Segundo a CPT (Comissão Pastoral da Terra), a maior parte dos processos judiciais abertos contra autores de queimadas no município acabou engavetada e prescreveu. As multas, mesmo as milionárias, são ignoradas.

SECA

O fogo poupa tempo e dinheiro de quem pretende abrir novas áreas de mata ou “limpar” pastagens da vegetação nativa. “A gente passou um sufoco danado”, diz José Macedo da Cruz, 56 anos, enquanto trabalha para impedir o avanço de uma frente de fogo que quase destrói sua casa.

Vizinho de grandes pecuaristas, o lavrador aponta para uma grande área de pastagem queimada no outro lado da estrada: “Começou lá”.

Iniciativas de ONGs tentam incentivar formas alternativas de produção e geração de renda que não necessitam do manejo sazonal do fogo. Mesmo essas áreas, no entanto, acabaram sendo atingidas por frentes de fogo nos últimos dias.

O pecuarista José Wilson Alves Rodrigues, presidente do sindicato de produtores rurais, afirma que “quase nenhum grande queimou neste ano”. “Os maiores focos estão nos assentamentos”.

INVASORES

À frente do maior projeto de criação de gado a pasto no Brasil, a Agropecuária Santa Bárbara Xinguara, que tem como sócio o banqueiro Daniel Dantas, detém mais de 500 mil hectares na região.

A empresa confirmou a ocorrência de “diversos” focos em suas áreas, mas os atribuiu a “ações criminosas de invasores”: “A Santa Bárbara não usa fogo para manejo de pastagem”.

Para o presidente do sindicato rural, pequenos e grandes só irão parar “se ficarem com medo”. “No ano passado, o Ibama e a Força Nacional ficaram aqui até o final da seca e ninguém queimou. Neste ano, a região ficou abandonada. Deu no que deu”, diz.

>> Município não tem brigadistas do Ibama

Líder de focos de calor no Pará e o segundo maior município do Estado em território, São Félix do Xingu não dispõe de brigadistas do Prevfogo (divisão do Ibama que combate incêndios florestais).

Até o ano passado, segundo o coordenador estadual, Antônio Balderramas, havia 12 brigadistas e quatro carros de prontidão no município.

Atualmente, o órgão mantém seus 285 brigadistas em outros dez municípios do Estado, nenhum em São Félix.

Um dos motivos, segundo o coordenador, são as dimensões “continentais” do Pará. “Não podemos estar em todos os lugares”, diz. O município tem 8,4 milhões de hectares, o equivalente a quatro Sergipes.

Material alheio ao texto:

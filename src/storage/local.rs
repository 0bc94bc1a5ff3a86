//! Local filesystem storage implementation.
//!
//! ## Storage Layout
//!
//! ```text
//! {root}/
//! ├── report.json           # Grouped report (overwritten every run)
//! └── data/
//!     └── {unix_millis}.data # Raw outlet reports of one run
//! ```
//!
//! Every write goes to a sibling `.tmp` file first and is renamed into
//! place, so readers never observe a half-written file.

use std::path::{Path, PathBuf};

use async_trait::async_trait;
use chrono::{DateTime, Utc};
use serde::{Serialize, de::DeserializeOwned};
use tokio::io::AsyncWriteExt;

use crate::error::{AppError, Result};
use crate::models::{OutletCache, OutletReport, Report};
use crate::storage::{REPORT_KEY, ReportStorage, WriteMetadata, snapshot_key};

/// Local filesystem storage backend.
#[derive(Debug, Clone)]
pub struct LocalStorage {
    root_dir: PathBuf,
}

impl LocalStorage {
    /// Create a new LocalStorage rooted at the given directory.
    pub fn new(root_dir: impl Into<PathBuf>) -> Self {
        Self {
            root_dir: root_dir.into(),
        }
    }

    pub fn root(&self) -> &Path {
        &self.root_dir
    }

    /// Get the full path for a relative key.
    fn path(&self, key: &str) -> PathBuf {
        self.root_dir.join(key)
    }

    /// Write bytes atomically under the root.
    async fn write_bytes(&self, key: &str, bytes: &[u8]) -> Result<()> {
        write_atomic(&self.path(key), bytes).await
    }

    /// Write JSON data.
    async fn write_json<T: Serialize + ?Sized>(&self, key: &str, value: &T) -> Result<()> {
        let bytes = serde_json::to_vec_pretty(value)?;
        self.write_bytes(key, &bytes).await
    }

    /// Read bytes, returning None if file doesn't exist.
    async fn read_bytes(&self, key: &str) -> Result<Option<Vec<u8>>> {
        read_optional(&self.path(key)).await
    }

    /// Read JSON data.
    async fn read_json<T: DeserializeOwned>(&self, key: &str) -> Result<Option<T>> {
        match self.read_bytes(key).await? {
            Some(bytes) => Ok(Some(serde_json::from_slice(&bytes)?)),
            None => Ok(None),
        }
    }
}

#[async_trait]
impl ReportStorage for LocalStorage {
    async fn write_run(
        &self,
        report: &Report,
        reports: &[OutletReport],
        at: DateTime<Utc>,
    ) -> Result<WriteMetadata> {
        self.write_json(REPORT_KEY, report).await?;
        log::info!(
            "Report: {} outlets written to {}",
            report.outlet_count(),
            self.path(REPORT_KEY).display()
        );

        let snapshot = if reports.is_empty() {
            None
        } else {
            let key = snapshot_key(at);
            self.write_json(&key, reports).await?;
            log::info!("Snapshot: {} outlets written to {}", reports.len(), key);
            Some(key)
        };

        Ok(WriteMetadata {
            outlet_count: report.outlet_count(),
            snapshot,
            timestamp: at,
        })
    }

    async fn load_report(&self) -> Result<Option<serde_json::Value>> {
        self.read_json(REPORT_KEY).await
    }

    async fn load_outlet_cache(&self, path: &Path) -> OutletCache {
        let bytes = match read_optional(path).await {
            Ok(Some(bytes)) => bytes,
            Ok(None) => {
                log::info!("No outlet cache at {}", path.display());
                return OutletCache::default();
            }
            Err(e) => {
                log::warn!("Cannot read outlet cache {}: {}", path.display(), e);
                return OutletCache::default();
            }
        };

        match serde_json::from_slice::<OutletCache>(&bytes) {
            Ok(cache) => {
                log::info!(
                    "Loaded outlet cache for {} stations from {}",
                    cache.station_count(),
                    path.display()
                );
                cache
            }
            Err(e) => {
                log::warn!("Ignoring malformed outlet cache {}: {}", path.display(), e);
                OutletCache::default()
            }
        }
    }

    async fn save_outlet_cache(&self, path: &Path, cache: &OutletCache) -> Result<()> {
        let bytes = serde_json::to_vec_pretty(cache)?;
        write_atomic(path, &bytes).await?;
        log::info!(
            "Outlet cache: {} stations written to {}",
            cache.station_count(),
            path.display()
        );
        Ok(())
    }
}

/// Write bytes atomically (write to temp, then rename).
async fn write_atomic(path: &Path, bytes: &[u8]) -> Result<()> {
    if let Some(parent) = path.parent().filter(|p| !p.as_os_str().is_empty()) {
        tokio::fs::create_dir_all(parent).await?;
    }

    let tmp = path.with_extension("tmp");
    let mut file = tokio::fs::File::create(&tmp).await?;
    file.write_all(bytes).await?;
    file.flush().await?;
    drop(file);

    tokio::fs::rename(&tmp, path).await?;
    Ok(())
}

async fn read_optional(path: &Path) -> Result<Option<Vec<u8>>> {
    match tokio::fs::read(path).await {
        Ok(bytes) => Ok(Some(bytes)),
        Err(e) if e.kind() == std::io::ErrorKind::NotFound => Ok(None),
        Err(e) => Err(AppError::Io(e)),
    }
}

Outra razão seria a constatação de que os focos do município atingem principalmente pastagens e florestas em regeneração dentro de áreas privadas. Nesses casos, diz o Ibama, o órgão só atua a pedido do Estado ou do município.

>> “Cultura do fogo” torna difícil a mudança de hábito

“De que adianta eu não colocar fogo se, no final das contas, minha área acaba queimada do mesmo jeito?” A pergunta é do sitiante Ineildo Dourado, 55, diretor de uma associação que reúne 38 pequenos produtores de cacau e hortaliças da região de São Félix do Xingu.

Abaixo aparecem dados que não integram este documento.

// src/models/outlet.rs

//! Outlet references, canonical status and the per-outlet report record.

use chrono::{DateTime, Utc};
use serde::{Deserialize, Serialize};

use crate::models::Station;
use crate::utils::time::{MINUTE_FORMAT, format_local};

/// Total minutes stored for a charging outlet whose remaining time is unknown.
pub const UNKNOWN_TOTAL_MINUTES: u32 = 999;

/// Total minutes stored for an unavailable outlet.
pub const UNAVAILABLE_TOTAL_MINUTES: u32 = 1000;

/// Remaining minutes shown (and sorted on) for an unavailable outlet.
pub const UNAVAILABLE_REMAINING_MINUTES: u32 = 999;

/// Reason shown when the device itself is down.
pub const MAINTENANCE_REASON: &str = "维护中";

/// Reason shown when the outlet reports errors.
pub const FAULT_REASON: &str = "故障";

/// Status hint carried by the outlet list.
#[derive(Debug, Clone, Copy, PartialEq, Eq, Serialize, Deserialize)]
pub enum StatusHint {
    Charging,
    Idle,
}

impl StatusHint {
    /// Hint from the list's current charging record id (0 means none).
    pub fn from_record_id(record_id: i64) -> Self {
        if record_id > 0 {
            StatusHint::Charging
        } else {
            StatusHint::Idle
        }
    }
}

/// An outlet discovered for a station, used to drive the detail fetch.
#[derive(Debug, Clone, PartialEq, Eq)]
pub struct OutletRef {
    /// Vendor outlet number, used in the detail URL
    pub outlet_no: String,
    /// Display name (e.g., "插座3")
    pub name: String,
    pub station: Station,
    /// Absent when the outlet came from the cache instead of a live list
    pub hint: Option<StatusHint>,
}

/// Canonical outlet status.
#[derive(Debug, Clone, PartialEq, Eq, Serialize, Deserialize)]
#[serde(tag = "kind", content = "reason", rename_all = "SCREAMING_SNAKE_CASE")]
pub enum OutletStatus {
    Available,
    Using,
    Unavailable(String),
}

impl OutletStatus {
    /// Human-readable label.
    pub fn label(&self) -> &str {
        match self {
            OutletStatus::Available => "空闲中",
            OutletStatus::Using => "使用中",
            OutletStatus::Unavailable(reason) => reason,
        }
    }

    pub fn is_using(&self) -> bool {
        matches!(self, OutletStatus::Using)
    }
}

/// Final per-outlet record.
///
/// Only the fetched fields are stored; everything shown to the user is
/// derived from them on read.
#[derive(Debug, Clone, PartialEq, Eq, Serialize, Deserialize)]
#[serde(rename_all = "camelCase")]
pub struct OutletReport {
    pub station_name: String,
    pub outlet_name: String,
    pub area: String,
    pub status: OutletStatus,
    pub power_rating_watts: u32,
    pub used_minutes: u32,
    pub total_minutes: u32,
}

impl OutletReport {
    /// Minutes until the outlet is expected to be free.
    pub fn remaining_minutes(&self) -> u32 {
        match self.status {
            OutletStatus::Available => 0,
            OutletStatus::Using => self.total_minutes.saturating_sub(self.used_minutes),
            OutletStatus::Unavailable(_) => UNAVAILABLE_REMAINING_MINUTES,
        }
    }

    /// "30/75分钟" while charging.
    pub fn used_and_total_desc(&self) -> String {
        if self.status.is_using() {
            format!("{}/{}分钟", self.used_minutes, self.total_minutes)
        } else {
            String::new()
        }
    }

    /// "1小时15分钟" while charging.
    pub fn remaining_time_desc(&self) -> String {
        if self.status.is_using() {
            let remaining = self.remaining_minutes();
            format!("{}小时{}分钟", remaining / 60, remaining % 60)
        } else {
            String::new()
        }
    }

    /// Estimated end time in UTC+8, relative to `now`.
    pub fn end_time_desc_at(&self, now: DateTime<Utc>) -> String {
        if self.status.is_using() {
            format_local(now, i64::from(self.remaining_minutes()), MINUTE_FORMAT)
        } else {
            String::new()
        }
    }

    /// Estimated end time in UTC+8, relative to the current time.
    pub fn end_time_desc(&self) -> String {
        self.end_time_desc_at(Utc::now())
    }

    /// Unavailability reason, empty otherwise.
    pub fn note(&self) -> &str {
        match &self.status {
            OutletStatus::Unavailable(reason) => reason,
            _ => "",
        }
    }
}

Segundo ele, fogos iniciados em grandes pastagens fizeram estragos em pelos menos cinco áreas de cultivo. “Este é um município rico. Só que muitos não gostam de respeitar a lei. E as autoridades não fazem questão”.

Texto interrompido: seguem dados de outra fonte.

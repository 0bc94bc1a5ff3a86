// src/error.rs

//! Unified error handling for the outlet poller.

use std::fmt;

use thiserror::Error;

/// Result type alias for chargewatch operations.
pub type Result<T> = std::result::Result<T, AppError>;

/// Classification of a failed vendor request.
#[derive(Debug, Clone, Copy, PartialEq, Eq)]
pub enum TransportErrorKind {
    /// The request timed out
    Timeout,
    /// The vendor answered with a non-2xx status
    HttpStatus(u16),
    /// The body could not be decoded into the expected format
    ParseFailure,
    /// Connection, TLS or other I/O failure
    Network,
}

impl fmt::Display for TransportErrorKind {
    fn fmt(&self, f: &mut fmt::Formatter<'_>) -> fmt::Result {
        match self {
            TransportErrorKind::Timeout => write!(f, "timeout"),
            TransportErrorKind::HttpStatus(code) => write!(f, "HTTP {code}"),
            TransportErrorKind::ParseFailure => write!(f, "parse failure"),
            TransportErrorKind::Network => write!(f, "network"),
        }
    }
}

/// Unified application error type.
#[derive(Error, Debug)]
pub enum AppError {
    /// I/O operation failed
    #[error("I/O error: {0}")]
    Io(#[from] std::io::Error),

    /// HTTP client could not be built or a request could not be prepared
    #[error("HTTP error: {0}")]
    Http(#[from] reqwest::Error),

    /// JSON serialization/deserialization failed
    #[error("JSON error: {0}")]
    Json(#[from] serde_json::Error),

    /// TOML parsing failed
    #[error("TOML parse error: {0}")]
    Toml(#[from] toml::de::Error),

    /// URL parsing failed
    #[error("URL parse error: {0}")]
    Url(#[from] url::ParseError),

    /// Configuration or directory source missing/invalid
    #[error("Configuration error: {0}")]
    Config(String),

    /// The vendor rejected the configured session
    #[error("Liveness check failed: session or token is no longer accepted")]
    LivenessCheckFailed,

    /// A vendor request failed after all retry attempts
    #[error("Transport error ({kind}) for {url}: {message}")]
    Transport {
        url: String,
        kind: TransportErrorKind,
        message: String,
    },

    /// A vendor payload did not have the expected shape
    #[error("Parse error for {context}: {message}")]
    Parse { context: String, message: String },
}

impl AppError {
    /// Create a configuration error.
    pub fn config(message: impl Into<String>) -> Self {
        Self::Config(message.into())
    }

    /// Create a transport error.
    pub fn transport(
        url: impl Into<String>,
        kind: TransportErrorKind,
        message: impl fmt::Display,
    ) -> Self {
        Self::Transport {
            url: url.into(),
            kind,
            message: message.to_string(),
        }
    }

    /// Create a payload parse error with context.
    pub fn parse(context: impl Into<String>, message: impl fmt::Display) -> Self {
        Self::Parse {
            context: context.into(),
            message: message.to_string(),
        }
    }
}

Outro sitiante, João Tiago Freire Barbosa, 42, também contabiliza estragos causados por um incêndio que invadiu sua propriedade e destruiu 2.500 pés de cacau.

O caso dele, porém, poderia ser definido como “fogo amigo”. “Meu pai, que é meu vizinho, cedeu uma área para um conhecido fazer lavoura. Na primeira chance que ele teve, botou fogo”, conta.

Da área de roça para a plantação de cacau, o fogo seguiu rápido. Barbosa, um dia antes, havia terminado de pagar o financiamento do Pronaf (Programa Nacional de Fortalecimento da Agricultura Familiar). “Fizemos o possível para salvar a plantação, mas o prejuízo foi grande. Minha mulher até chorou”.

PROJETO

Na ONG Adafax (Associação para o Desenvolvimento da Agricultura do Alto Xingu), a ambientalista Celma Gomes de Oliveira coordena projetos que estimulam culturas perenes (cacau, açaí e pimenta), que não dependem de fogo.

Os projetos, com financiamento internacional, chegam a mil pequenas propriedades. Celma diz que o trabalho tem de superar questões financeiras e culturais.

“O pequeno também queima, porque não tem recursos para comprar equipamentos e precisa abrir pasto. Mas existe também uma cultura do fogo, que, principalmente nos mais velhos, é difícil mudar. Nosso foco, por isso mesmo, são os jovens”.